== TASK INSTRUCTIONS ==
Copy precisely the first line of the material below and every later line, stopping with the line that contains "over the corpus.".

[[ DATASET RECORDS, beginning ]]

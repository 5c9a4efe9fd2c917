//! Training configuration and the training entry point.

use std::collections::HashMap;

use tracing::info;

use crate::huffman::HuffmanTree;
use crate::network::{Network, MAX_SENTENCE_LENGTH};
use crate::progress::{CancelToken, ProgressListener, Stage};
use crate::store::VectorStore;
use crate::vocab::{Vocabulary, VocabularyBuilder};
use crate::{Error, Result};

/// Which way round the network predicts words.
#[derive(Debug, Clone, Copy, PartialEq, Eq)]
pub enum NetworkType {
    /// Continuous bag of words: predict a word from the average of its
    /// context. Faster, slightly better for frequent words.
    Cbow,
    /// Predict a word from each context word separately. Slower, better for
    /// rare words.
    SkipGram,
}

impl NetworkType {
    pub fn default_alpha(self) -> f32 {
        match self {
            NetworkType::Cbow => 0.05,
            NetworkType::SkipGram => 0.025,
        }
    }
}

#[derive(Debug, Clone, Copy, PartialEq, Eq)]
pub enum OutputLayer {
    /// A binary decision at each node on the word's Huffman path.
    HierarchicalSoftmax,
    /// The word itself against `samples` words drawn at random.
    NegativeSampling { samples: usize },
}

/// Everything that controls a training run.
#[derive(Debug, Clone)]
pub struct TrainerConfig {
    pub network: NetworkType,
    pub output: OutputLayer,
    /// Size of word vectors.
    pub layer_size: usize,
    /// Max skip length between words.
    pub window: usize,
    /// Number of passes over the corpus.
    pub iterations: usize,
    /// Threshold for occurrence of words. Those that appear with higher
    /// frequency in the training data will be randomly down-sampled; useful
    /// range is (0, 1e-5). Zero disables down-sampling.
    pub sample: f32,
    pub threads: usize,
    /// Discard words that appear less than this many times.
    pub min_count: u64,
    /// Starting learning rate; defaults to [`NetworkType::default_alpha`].
    pub alpha: Option<f32>,
    /// Word counts to use instead of counting the training sentences.
    pub vocab: Option<HashMap<String, u64>>,
}

impl Default for TrainerConfig {
    fn default() -> Self {
        TrainerConfig {
            network: NetworkType::SkipGram,
            output: OutputLayer::NegativeSampling { samples: 5 },
            layer_size: 100,
            window: 5,
            iterations: 5,
            sample: 1e-3,
            threads: 12,
            min_count: 5,
            alpha: None,
            vocab: None,
        }
    }
}

impl TrainerConfig {
    pub fn validate(&self) -> Result<()> {
        let check = |ok: bool, msg: &str| if ok { Ok(()) } else { Err(Error::config(msg)) };
        check(self.layer_size > 0, "layer size must be positive")?;
        check(self.window > 0, "window must be positive")?;
        check(self.iterations > 0, "iterations must be positive")?;
        check(self.threads > 0, "thread count must be positive")?;
        check(
            self.sample.is_finite() && self.sample >= 0.0,
            "sample threshold must be a non-negative number",
        )?;
        if let OutputLayer::NegativeSampling { samples } = self.output {
            check(samples > 0, "negative sampling needs at least one sample")?;
        }
        if let Some(alpha) = self.alpha {
            check(
                alpha.is_finite() && alpha > 0.0,
                "learning rate must be a positive number",
            )?;
        }
        Ok(())
    }

    pub fn starting_alpha(&self) -> f32 {
        self.alpha.unwrap_or(self.network.default_alpha())
    }
}

/// Trains word vectors.
///
/// ```no_run
/// use wordvec::{Trainer, TrainerConfig};
///
/// let sentences = vec![vec!["hello", "world"]];
/// let trainer = Trainer::new(TrainerConfig { min_count: 1, ..TrainerConfig::default() })?;
/// let vectors = trainer.train(&sentences)?;
/// # Ok::<(), wordvec::Error>(())
/// ```
pub struct Trainer {
    config: TrainerConfig,
    listener: Box<dyn ProgressListener>,
    cancel: CancelToken,
}

impl Trainer {
    pub fn new(config: TrainerConfig) -> Result<Self> {
        config.validate()?;
        Ok(Trainer {
            config,
            listener: Box::new(()),
            cancel: CancelToken::new(),
        })
    }

    pub fn with_listener(mut self, listener: impl ProgressListener + 'static) -> Self {
        self.listener = Box::new(listener);
        self
    }

    pub fn config(&self) -> &TrainerConfig {
        &self.config
    }

    /// A handle that stops a running [`train`](Self::train) call with
    /// [`Error::Interrupted`]. Workers check it between sentences.
    ///
    /// Cancellation is permanent: once the token fires, every later `train`
    /// call on this trainer fails with `Interrupted` too. Build a new
    /// `Trainer` to train again.
    pub fn cancel_token(&self) -> CancelToken {
        self.cancel.clone()
    }

    /// Builds the vocabulary and Huffman tree, then trains the network over
    /// `sentences`. Words missing from the vocabulary are skipped.
    pub fn train<S, T>(&self, sentences: &[S]) -> Result<VectorStore>
    where
        S: AsRef<[T]>,
        T: AsRef<str>,
    {
        let listener = &*self.listener;
        let cancel = &self.cancel;

        listener.update(Stage::AcquireVocab, 0.0);
        cancel.check()?;
        let builder = match &self.config.vocab {
            Some(counts) => VocabularyBuilder::from_counts(self.config.min_count, counts.clone()),
            None => {
                let mut builder = VocabularyBuilder::new(self.config.min_count);
                builder.add_sentences(sentences.iter().map(|s| s.as_ref()));
                builder
            }
        };
        listener.update(Stage::AcquireVocab, 1.0);

        listener.update(Stage::FilterSortVocab, 0.0);
        cancel.check()?;
        let vocab = builder.build()?;
        listener.update(Stage::FilterSortVocab, 1.0);

        let counts: Vec<u64> = vocab.iter().map(|vw| vw.count).collect();
        let tree = HuffmanTree::encode(&counts, listener, cancel)?;

        let (shards, train_words) = self.shard_sentences(&vocab, sentences);
        info!(
            vocab_size = vocab.len(),
            train_words,
            threads = shards.len(),
            "starting training"
        );
        listener.update(Stage::TrainNetwork, 0.0);
        let network = Network::new(&self.config, &vocab, tree, train_words, listener, cancel)?;
        network.train(&shards)?;
        listener.update(Stage::TrainNetwork, 1.0);
        let embeddings = network.into_embeddings();
        info!("finished training");

        VectorStore::new(vocab.into_words(), self.config.layer_size, embeddings)
    }

    /// Converts the sentences to word ids and splits them into one
    /// contiguous run of sentences per thread. Sentences longer than
    /// `MAX_SENTENCE_LENGTH` are cut into pieces.
    ///
    /// Also returns the number of words kept.
    fn shard_sentences<S, T>(
        &self,
        vocab: &Vocabulary,
        sentences: &[S],
    ) -> (Vec<Vec<Vec<usize>>>, u64)
    where
        S: AsRef<[T]>,
        T: AsRef<str>,
    {
        let mut train_words = 0;
        let mut all: Vec<Vec<usize>> = vec![];
        for sentence in sentences {
            let ids: Vec<usize> = sentence
                .as_ref()
                .iter()
                .filter_map(|word| vocab.id(word.as_ref()))
                .collect();
            train_words += ids.len() as u64;
            all.extend(ids.chunks(MAX_SENTENCE_LENGTH).map(<[usize]>::to_vec));
        }

        let num_threads = self.config.threads;
        let mut threads: Vec<Vec<Vec<usize>>> = (0..num_threads)
            .rev()
            .map(|i| {
                let start = all.len() * i / num_threads;
                all.split_off(start)
            })
            .collect();
        threads.reverse();
        (threads, train_words)
    }
}
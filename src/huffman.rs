//! Huffman coding of the vocabulary, for hierarchical softmax.

use crate::progress::{CancelToken, ProgressListener, Stage};
use crate::vocab::Vocabulary;
use crate::Result;

/// How often (in merges) the encoder checks for cancellation and reports progress.
const CHECK_INTERVAL: usize = 1 << 14;

/// Position of one word in the Huffman tree.
#[derive(Debug, Clone, Default, PartialEq, Eq)]
pub struct HuffmanNode {
    /// Which child (0 or 1) is taken at each step from the root down to the word.
    pub code: Vec<u8>,
    /// Internal node visited at each step, root first. `point[d]` is the
    /// predictor that decides `code[d]`; it indexes a row of the output
    /// weight matrix. Same length as `code`.
    pub point: Vec<u32>,
}

/// Huffman codes for every word in a vocabulary, indexed by word id.
///
/// Frequent words have short codes. A tree over N words has N - 1 internal
/// nodes, numbered in the order they were created; the root is N - 2.
#[derive(Debug, Clone)]
pub struct HuffmanTree {
    nodes: Vec<HuffmanNode>,
}

impl HuffmanTree {
    pub fn new(vocab: &Vocabulary) -> Self {
        let counts: Vec<u64> = vocab.iter().map(|vw| vw.count).collect();
        match Self::encode(&counts, &(), &CancelToken::new()) {
            Ok(tree) => tree,
            Err(_) => unreachable!("a fresh token is never canceled"),
        }
    }

    /// Builds the tree for `counts`, which must be sorted in decreasing order
    /// (the order [`Vocabulary`] keeps its words in).
    ///
    /// Fails with `Interrupted` if `cancel` fires before the tree is complete.
    pub fn encode(
        counts: &[u64],
        listener: &dyn ProgressListener,
        cancel: &CancelToken,
    ) -> Result<Self> {
        debug_assert!(counts.windows(2).all(|w| w[0] >= w[1]));
        listener.update(Stage::BuildHuffman, 0.0);
        cancel.check()?;

        let vocab_size = counts.len();
        if vocab_size <= 1 {
            // A lone word needs no decisions at all.
            listener.update(Stage::BuildHuffman, 1.0);
            return Ok(HuffmanTree {
                nodes: vec![HuffmanNode::default(); vocab_size],
            });
        }

        // Nodes 0..vocab_size are the leaves, vocab_size.. the internal
        // nodes in creation order.
        let mut count = vec![u64::MAX; vocab_size * 2];
        count[..vocab_size].copy_from_slice(counts);
        let mut binary = vec![0u8; vocab_size * 2]; // which child a node is of its parent (0 or 1)
        let mut parent_node = vec![0usize; vocab_size * 2];

        // Leaves are consumed from the rarest end (pos1 walks down), internal
        // nodes in creation order (pos2 walks up). Both sequences are sorted,
        // so the two smallest nodes are always at one of the two cursors.
        let mut pos1 = vocab_size;
        let mut pos2 = vocab_size;
        let mut take_min = |count: &[u64]| {
            if pos1 > 0 && count[pos1 - 1] < count[pos2] {
                pos1 -= 1;
                pos1
            } else {
                pos2 += 1;
                pos2 - 1
            }
        };
        for a in 0..(vocab_size - 1) {
            let min1i = take_min(&count);
            let min2i = take_min(&count);

            count[vocab_size + a] = count[min1i].saturating_add(count[min2i]);
            parent_node[min1i] = vocab_size + a;
            parent_node[min2i] = vocab_size + a;
            binary[min2i] = 1;

            if a % CHECK_INTERVAL == CHECK_INTERVAL - 1 {
                cancel.check()?;
                listener.update(Stage::BuildHuffman, a as f64 / vocab_size as f64);
            }
        }

        let root = vocab_size * 2 - 2;
        let nodes = (0..vocab_size)
            .map(|a| {
                let mut code = vec![];
                let mut point = vec![];
                let mut b = a;
                while b != root {
                    code.push(binary[b]);
                    b = parent_node[b];
                    point.push((b - vocab_size) as u32);
                }
                code.reverse();
                point.reverse();
                HuffmanNode { code, point }
            })
            .collect();

        cancel.check()?;
        listener.update(Stage::BuildHuffman, 1.0);
        Ok(HuffmanTree { nodes })
    }

    pub fn num_leaves(&self) -> usize {
        self.nodes.len()
    }

    pub fn num_internal_nodes(&self) -> usize {
        self.nodes.len().saturating_sub(1)
    }

    /// Returns the code for word `id`. Panics if `id` is out of range.
    pub fn node(&self, id: usize) -> &HuffmanNode {
        &self.nodes[id]
    }

    pub fn iter(&self) -> impl Iterator<Item = &HuffmanNode> + '_ {
        self.nodes.iter()
    }
}

#[cfg(test)]
mod tests {
    use super::*;
    use crate::Error;

    fn tree(counts: &[u64]) -> HuffmanTree {
        HuffmanTree::encode(counts, &(), &CancelToken::new()).unwrap()
    }

    #[test]
    fn three_words() {
        let t = tree(&[5, 3, 1]);
        assert_eq!(t.num_internal_nodes(), 2);
        assert_eq!(t.node(0), &HuffmanNode { code: vec![1], point: vec![1] });
        assert_eq!(t.node(1), &HuffmanNode { code: vec![0, 1], point: vec![1, 0] });
        assert_eq!(t.node(2), &HuffmanNode { code: vec![0, 0], point: vec![1, 0] });
    }

    #[test]
    fn frequent_words_get_shorter_codes() {
        let t = tree(&[1000, 500, 100, 50, 10, 5, 1, 1]);
        for a in 1..t.num_leaves() {
            assert!(t.node(a - 1).code.len() <= t.node(a).code.len());
        }
        // every path starts at the root
        for node in t.iter() {
            assert_eq!(node.point[0] as usize, t.num_leaves() - 2);
            assert_eq!(node.point.len(), node.code.len());
        }
    }

    #[test]
    fn single_word() {
        let t = tree(&[42]);
        assert_eq!(t.num_leaves(), 1);
        assert_eq!(t.num_internal_nodes(), 0);
        assert!(t.node(0).code.is_empty());
    }

    #[test]
    fn deterministic() {
        let counts = [9, 9, 7, 7, 7, 3, 3, 2, 1, 1, 1];
        let a = tree(&counts);
        let b = tree(&counts);
        for (x, y) in a.iter().zip(b.iter()) {
            assert_eq!(x, y);
        }
    }

    #[test]
    fn canceled_before_start() {
        let cancel = CancelToken::new();
        cancel.cancel();
        let result = HuffmanTree::encode(&[3, 2, 1], &(), &cancel);
        assert!(matches!(result, Err(Error::Interrupted)));
    }

    #[test]
    fn listener_can_cancel() {
        let cancel = CancelToken::new();
        let c = cancel.clone();
        let listener = move |stage: Stage, _progress: f64| {
            if stage == Stage::BuildHuffman {
                c.cancel();
            }
        };
        let result = HuffmanTree::encode(&[3, 2, 1], &listener, &cancel);
        assert!(matches!(result, Err(Error::Interrupted)));
    }
}
//! Reading training text.

use std::fs::File;
use std::io::{BufReader, Read};
use std::path::Path;

use tracing::info;

use crate::network::MAX_SENTENCE_LENGTH;
use crate::Result;

/// Longest token kept, in bytes. Longer tokens are truncated.
pub const MAX_TOKEN_LENGTH: usize = 99;

/// Reads a whitespace-separated corpus. Each line is a sentence; sentences
/// longer than 1000 tokens are split.
pub fn read_sentences(path: impl AsRef<Path>) -> Result<Vec<Vec<String>>> {
    let path = path.as_ref();
    let sentences = parse_sentences(BufReader::new(File::open(path)?))?;
    info!(
        path = %path.display(),
        sentences = sentences.len(),
        words = sentences.iter().map(Vec::len).sum::<usize>(),
        "read corpus"
    );
    Ok(sentences)
}

/// Like [`read_sentences`], from any byte source.
pub fn parse_sentences(input: impl Read) -> Result<Vec<Vec<String>>> {
    let mut sentences = vec![];
    let mut sentence: Vec<String> = vec![];
    let mut word = Vec::<u8>::new();

    let end_word = |word: &mut Vec<u8>, sentence: &mut Vec<String>| {
        if !word.is_empty() {
            sentence.push(String::from_utf8_lossy(word).into_owned());
            word.clear();
        }
    };

    for ch in input.bytes() {
        match ch? {
            b'\r' => {}
            b' ' | b'\t' => end_word(&mut word, &mut sentence),
            b'\n' => {
                end_word(&mut word, &mut sentence);
                if !sentence.is_empty() {
                    sentences.push(std::mem::take(&mut sentence));
                }
            }
            ch => {
                if word.len() < MAX_TOKEN_LENGTH {
                    word.push(ch); // Truncate too long words
                }
            }
        }
    }
    end_word(&mut word, &mut sentence);
    if !sentence.is_empty() {
        sentences.push(sentence);
    }

    Ok(sentences
        .into_iter()
        .flat_map(|s| {
            if s.len() <= MAX_SENTENCE_LENGTH {
                vec![s]
            } else {
                s.chunks(MAX_SENTENCE_LENGTH).map(<[String]>::to_vec).collect()
            }
        })
        .collect())
}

[[ DATASET RECORDS, end ]]

== RESPONSE BELOW ==
repository 5c9a4efe9fd2c917
//! Training configuration and the training entry point.

use std::collections::HashMap;

use tracing::info;

use crate::huffman::HuffmanTree;
use crate::network::{Network, MAX_SENTENCE_LENGTH};
use crate::progress::{CancelToken, ProgressListener, Stage};
use crate::store::VectorStore;
use crate::vocab::{Vocabulary, VocabularyBuilder};
use crate::{Error, Result};

/// Which way round the network predicts words.
#[derive(Debug, Clone, Copy, PartialEq, Eq)]
pub enum NetworkType {
    /// Continuous bag of words: predict a word from the average of its
    /// context. Faster, slightly better for frequent words.
    Cbow,
    /// Predict a word from each context word separately. Slower, better for
    /// rare words.
    SkipGram,
}

impl NetworkType {
    pub fn default_alpha(self) -> f32 {
        match self {
            NetworkType::Cbow => 0.05,
            NetworkType::SkipGram => 0.025,
        }
    }
}

#[derive(Debug, Clone, Copy, PartialEq, Eq)]
pub enum OutputLayer {
    /// A binary decision at each node on the word's Huffman path.
    HierarchicalSoftmax,
    /// The word itself against `samples` words drawn at random.
    NegativeSampling { samples: usize },
}

/// Everything that controls a training run.
#[derive(Debug, Clone)]
pub struct TrainerConfig {
    pub network: NetworkType,
    pub output: OutputLayer,
    /// Size of word vectors.
    pub layer_size: usize,
    /// Max skip length between words.
    pub window: usize,
    /// Number of passes over the corpus.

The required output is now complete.